Mais dans les années 1960/1970, la donne est différente. La médecine du sport en est à ses balbutiements. Les femmes luttent pour leur liberté sexuelle (pilule contraceptive, avortement) en Europe mais aussi aux Etats-Unis.
Interdiction alors pour les femmes de courir plus de 800 mêtres. Une discrimination qui entrave les femmes en quête d’émancipation. La lutte contre les préjugés et le patriarcat passe alors par la course à pied, véritable « miroir sociétal », comme l’explique Pierre Morath, également historien du sport.
Pionnière de la course à pied
« En Suisse les femmes n’avaient ni le droit de vote, ni le droit de courir », raconte scandalisée l’une des intervenantes clés du documentaire : l’Américaine Kathrine Switzer. Les Suissesses, bonnes dernières en Europe, n'obtiendront le droit de vote qu'en 1971.
Kathrine Switzer a marqué l’histoire de ce sport en étant la première à participer officiellement au marathon de Boston en 1967. Et ce, grâce à un malentendu sur son nom confondu avec celui d’un homme.
Parée d’un pull à capuche, elle court aux côtés de son entraîneur et de son petit ami. Mais en tombant, sa capuche révèle sa chevelure. Elle est démasquée. Le directeur de la course la remarque et tente de l’arrêter en la poussant hors de la route. Mais son copain l’écarte d'un coup d'épaule. La scène est alors photographiée, filmée, montrée dans le monde entier. Kathrine Switzer conclut le marathon mais est radiée à vie de la fédération américaine d’athlétisme.

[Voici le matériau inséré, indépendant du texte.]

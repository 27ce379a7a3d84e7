//! Mutating and reading operations over the inode table" table).

use tracing::debug;

use super::file::{DeviceKind, InodeId, Mode, Time, Type};
use super::{Error, Inode, Result, Vfs, MAX_NAME_LEN};

/// Default file creation mode before umask is applied.
const DEFAULT_FILE_MODE: u32 = 0o666;
/// Default directory creation mode before umask is applied.
const DEFAULT_DIR_MODE: u32 = 0o777;

fn dev_size(kind: DeviceKind) -> usize {
    match kind {
        DeviceKind::Zero | DeviceKind::Urandom => 1024,
        DeviceKind::Null => 0,
    }
}

/// A deterministic placeholder PRNG so `/dev/urandom` reads are reproducible
/// across a run without pulling in an actual CSPRNG.
fn pseudo_random_bytes(seed: u64, len: usize) -> Vec<u8> {
    let mut state = seed ^ 0x9E3779B97F4A7C15;
    let mut out = Vec::with_capacity(len);
    for _ in 0..len {
        state ^= state << 13;
        state ^= state >> 7;
        state ^= state << 17;
        out.push((state & 0xFF) as u8);
    }
    out
}
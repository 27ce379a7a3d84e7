//! Account and group administration commands.

use crate::shell::context::ShellContext;
use crate::usergroup;

use super::CommandResult;

/// A deterministic placeholder hash.
fn placeholder_hash(password: &str) -> String {
    let mut acc: u64 = 0x1505;
    for b in password.bytes() {
        acc = acc.wrapping_mul(33).wrapping_add(b as u64);
    }
    format!("$6${acc:016x}")
}

pub fn useradd(ctx: &mut ShellContext, args: &[String], _stdin: Option<&str>) -> CommandResult {
    let mut make_home = false;
    let mut shell = None;
    let mut home = None;
    let mut gecos = None;
    let mut name = None;
    let mut i = 0;
    while i < args.len() {
        match args[i].as_str() {
            "-m" => make_home = true,
            "-s" => {
                shell = args.get(i + 1).cloned();
                i += 1;
            }
            "-d" => {
                home = args.get(i + 1).cloned();
                i += 1;
            }
            "-c" => {
                gecos = args.get(i + 1).cloned();
                i += 1;
            }
            other => name = Some(other.to_string()),
        }
        i += 1;
    }
    let Some(name) = name else {
        return ("useradd: missing operand\n".to_string(), 1);
    };

    match ctx.users.add_user(&name, None, None, home.clone(), shell, gecos) {
        Ok(user) => {
            if make_home {
                let home_path = home.unwrap_or(user.home.clone());
                let _ = ctx.vfs.mkdirp(&home_path, Some(0o755), "/", user.uid, user.primary_gid, 0o022);
                for dotfile in [".bashrc", ".bash_logout", ".profile"] {
                    let path = format!("{}/{}", home_path.trim_end_matches('/'), dotfile);
                    let _ = ctx.vfs.touch(&path, "/", user.uid, user.primary_gid, 0o022);
                }
                let _ = ctx.vfs.chown(&home_path, Some(user.uid), Some(user.primary_gid), true, "/");
            }
            usergroup::sync(&ctx.users, &ctx.vfs);
            (String::new(), 0)
        }
        Err(e) => (format!("useradd: {e}\n"), 1),
    }
}

pub fn usermod(ctx: &mut ShellContext, args: &[String], _stdin: Option<&str>) -> CommandResult {
    let mut shell = None;
    let mut home = None;
    let mut append_group = None;
    let mut name = None;
    let mut i = 0;
    while i < args.len() {
        match args[i].as_str() {
            "-s" => {
                shell = args.get(i + 1).cloned();
                i += 1;
            }
            "-d" => {
                home = args.get(i + 1).cloned();
                i += 1;
            }
            "-aG" | "-G" => {
                append_group = args.get(i + 1).cloned();
                i += 1;
            }
            other => name = Some(other.to_string()),
        }
        i += 1;
    }
    let Some(name) = name else {
        return ("usermod: missing operand\n".to_string(), 1);
    };

    if let Some(group) = append_group {
        if let Err(e) = ctx.users.add_to_group(&name, &group) {
            return (format!("usermod: {e}\n"), 1);
        }
    }
    match ctx.users.modify_user(&name, None, home, shell, None) {
        Ok(()) => {
            usergroup::sync(&ctx.users, &ctx.vfs);
            (String::new(), 0)
        }
        Err(e) => (format!("usermod: {e}\n"), 1),
    }
}

pub fn userdel(ctx: &mut ShellContext, args: &[String], _stdin: Option<&str>) -> CommandResult {
    let Some(name) = args.iter().find(|a| !a.starts_with('-')) else {
        return ("userdel: missing operand\n".to_string(), 1);
    };
    match ctx.users.remove_user(name) {
        Ok(()) => {
            usergroup::sync(&ctx.users, &ctx.vfs);
            (String::new(), 0)
        }
        Err(e) => (format!("userdel: {e}\n"), 1),
    }
}

pub fn passwd(ctx: &mut ShellContext, args: &[String], _stdin: Option<&str>) -> CommandResult {
    let name = args.first().cloned().unwrap_or_else(|| ctx.user.clone());
    match ctx.users.set_password(&name, placeholder_hash(&name), 0) {
        Ok(()) => {
            usergroup::sync(&ctx.users, &ctx.vfs);
            (format!("passwd: password updated successfully for {name}\n"), 0)
        }
        Err(e) => (format!("passwd: {e}\n"), 1),
    }
}

pub fn chpasswd(ctx: &mut ShellContext, _args: &[String], stdin: Option<&str>) -> CommandResult {
    let mut code = 0;
    for line in stdin.unwrap_or_default().lines() {
        if let Some((name, pass)) = line.split_once(':') {
            if ctx.users.set_password(name, placeholder_hash(pass), 0).is_err() {
                code = 1;
            }
        }
    }
    usergroup::sync(&ctx.users, &ctx.vfs);
    (String::new(), code)
}

pub fn chage(ctx: &mut ShellContext, args: &[String], _stdin: Option<&str>) -> CommandResult {
    let mut min = None;
    let mut max = None;
    let mut warn = None;
    let mut expire = None;
    let mut name = None;
    let mut i = 0;
    while i < args.len() {
        match args[i].as_str() {
            "-m" => {
                min = args.get(i + 1).and_then(|s| s.parse().ok());
                i += 1;
            }
            "-M" => {
                max = args.get(i + 1).and_then(|s| s.parse().ok());
                i += 1;
            }
            "-W" => {
                warn = args.get(i + 1).and_then(|s| s.parse().ok());
                i += 1;
            }
            "-E" => {
                expire = args.get(i + 1).and_then(|s| s.parse().ok());
                i += 1;
            }
            other => name = Some(other.to_string()),
        }
        i += 1;
    }
    let Some(name) = name else {
        return ("chage: missing operand\n".to_string(), 1);
    };
    match ctx.users.set_age_policy(&name, min, max, warn, expire) {
        Ok(()) => {
            usergroup::sync(&ctx.users, &ctx.vfs);
            (String::new(), 0)
        }
        Err(e) => (format!("chage: {e}\n"), 1),
    }
}

pub fn groupadd(ctx: &mut ShellContext, args: &[String], _stdin: Option<&str>) -> CommandResult {
    let Some(name) = args.iter().find(|a| !a.starts_with('-')) else {
        return ("groupadd: missing operand\n".to_string(), 1);
    };
    match ctx.users.add_group(name, None) {
        Ok(_) => {
            usergroup::sync(&ctx.users, &ctx.vfs);
            (String::new(), 0)
        }
        Err(e) => (format!("groupadd: {e}\n"), 1),
    }
}

pub fn groupmod(ctx: &mut ShellContext, args: &[String], _stdin: Option<&str>) -> CommandResult {
    let mut new_name = None;
    let mut name = None;
    let mut i = 0;
    while i < args.len() {
        match args[i].as_str() {
            "-n" => {
                new_name = args.get(i + 1).cloned();
                i += 1;
            }
            other => name = Some(other.to_string()),
        }
        i += 1;
    }
    let (Some(name), Some(new_name)) = (name, new_name) else {
        return ("groupmod: missing operand\n".to_string(), 1);
    };
    match ctx.users.rename_group(&name, &new_name) {
        Ok(()) => {
            usergroup::sync(&ctx.users, &ctx.vfs);
            (String::new(), 0)
        }
        Err(e) => (format!("groupmod: {e}\n"), 1),
    }
}

pub fn groupdel(ctx: &mut ShellContext, args: &[String], _stdin: Option<&str>) -> CommandResult {
    let Some(name) = args.first() else {
        return ("groupdel: missing operand\n".to_string(), 1);
    };
    match ctx.users.remove_group(name) {
        Ok(()) => {
            usergroup::sync(&ctx.users, &ctx.vfs);
            (String::new(), 0)
        }
        Err(e) => (format!("groupdel: {e}\n"), 1),
    }
}

pub fn gpasswd(ctx: &mut ShellContext, args: &[String], _stdin: Option<&str>) -> CommandResult {
    let mut add_user = None;
    let mut del_user = None;
    let mut admins = None;
    let mut group = None;
    let mut i = 0;
    while i < args.len() {
        match args[i].as_str() {
            "-a" => {
                add_user = args.get(i + 1).cloned();
                i += 1;
            }
            "-d" => {
                del_user = args.get(i + 1).cloned();
                i += 1;
            }
            "-A" => {
                admins = args.get(i + 1).cloned();
                i += 1;
            }
            other => group = Some(other.to_string()),
        }
        i += 1;
    }
    let Some(group) = group else {
        return ("gpasswd: missing operand\n".to_string(), 1);
    };
    let result = if let Some(user) = add_user {
        ctx.users.add_to_group(&user, &group)
    } else if let Some(user) = del_user {
        ctx.users.remove_from_group(&user, &group)
    } else if let Some(admins) = admins {
        let list: Vec<String> = admins.split(',').map(|s| s.trim().to_string()).collect();
        ctx.users.set_group_admins(&group, list)
    } else {
        return ("gpasswd: missing operand\n".to_string(), 1);
    };
    match result {
        Ok(()) => {
            usergroup::sync(&ctx.users, &ctx.vfs);
            (String::new(), 0)
        }
        Err(e) => (format!("gpasswd: {e}\n"), 1),
    }
}

pub fn id(ctx: &mut ShellContext, args: &[String], _stdin: Option<&str>) -> CommandResult {
    let name = args.first().cloned().unwrap_or_else(|| ctx.user.clone());
    match ctx.users.id_summary(&name) {
        Ok((uid, gid, groups)) => {
            let gid_name = ctx.users.group_by_gid(gid).map(|g| g.name).unwrap_or_default();
            let groups_str: Vec<String> = groups.iter().map(|(g, n)| format!("{g}({n})")).collect();
            (
                format!("uid={uid}({name}) gid={gid}({gid_name}) groups={}\n", groups_str.join(",")),
                0,
            )
        }
        Err(e) => (format!("id: {e}\n"), 1),
    }
}

pub fn whoami(ctx: &mut ShellContext, _args: &[String], _stdin: Option<&str>) -> CommandResult {
    (format!("{}\n", ctx.user), 0)
}

pub fn groups(ctx: &mut ShellContext, args: &[String], _stdin: Option<&str>) -> CommandResult {
    let name = args.first().cloned().unwrap_or_else(|| ctx.user.clone());
    match ctx.users.groups_for_user(&name) {
        Ok(gids) => {
            let names: Vec<String> =
                gids.iter().map(|g| ctx.users.group_by_gid(*g).map(|g| g.name).unwrap_or_default()).collect();
            (format!("{}\n", names.join(" ")), 0)
        }
        Err(e) => (format!("groups: {e}\n"), 1),
    }
}

pub fn who(ctx: &mut ShellContext, _args: &[String], _stdin: Option<&str>) -> CommandResult {
    (format!("{}        pts/0        \n", ctx.user), 0)
}

pub fn w(ctx: &mut ShellContext, _args: &[String], _stdin: Option<&str>) -> CommandResult {
    (format!(" USER     TTY      LOGIN@   WHAT\n{:<8} pts/0    -        -sh\n", ctx.user), 0)
}

pub fn last(_ctx: &mut ShellContext, _args: &[String], _stdin: Option<&str>) -> CommandResult {
    ("wtmp begins\n".to_string(), 0)
}

pub fn getent(ctx: &mut ShellContext, args: &[String], _stdin: Option<&str>) -> CommandResult {
    let Some(database) = args.first() else {
        return ("getent: missing operand\n".to_string(), 1);
    };
    let key = args.get(1);

    match database.as_str() {
        "passwd" => {
            let users = match key {
                Some(k) => ctx.users.user_by_name(k).into_iter().collect(),
                None => ctx.users.all_users(),
            };
            let out: String = users
                .iter()
                .map(|u| format!("{}:x:{}:{}:{}:{}:{}\n", u.name, u.uid, u.primary_gid, u.gecos, u.home, u.shell))
                .collect();
            (out, 0)
        }
        "group" => {
            let groups = match key {
                Some(k) => ctx.users.group_by_name(k).into_iter().collect(),
                None => ctx.users.all_groups(),
            };
            let out: String =
                groups.iter().map(|g| format!("{}:x:{}:{}\n", g.name, g.gid, g.members.join(","))).collect();
            (out, 0)
        }
        other => (format!("getent: unknown database: {other}\n"), 1),
    }
}

pub fn sudo_list(ctx: &mut ShellContext, _args: &[String], _stdin: Option<&str>) -> CommandResult {
    if ctx.users.can_sudo(&ctx.user) {
        (format!("User {} may run the following commands:\n    (ALL) ALL\n", ctx.user), 0)
    } else {
        (format!("Sorry, user {} may not run sudo.\n", ctx.user), 1)
    }
}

A l'issue de la compétition, des journalistes lui assènent : « mais vous voulez prouver quoi ? » Qu’elle pouvait, comme les hommes, finir un marathon de 42 km et courir tout en étant féminine. Tout simplement...
Aux Etats-Unis, cette journée marque le début d'une forte médiatisation de la jeune femme dont elle va se servir ensuite. Sa « première expérience de discrimination » va se transformer en combat d’une vie visant à obtenir la liberté de courir pour toutes les femmes.
Les courses organisées par Avon ont permis de désacraliser, de décomplexer totalement la pratique féminine.
Pierre Morath, réalisateur de "Free to run".
Jusqu’au début des années 1980, la distance maximum autorisée par la Fédération américaine pour les femmes est de 1500 m. Kathrine Switzer profite de sa notoriété pour faire pression sur les instances sportives.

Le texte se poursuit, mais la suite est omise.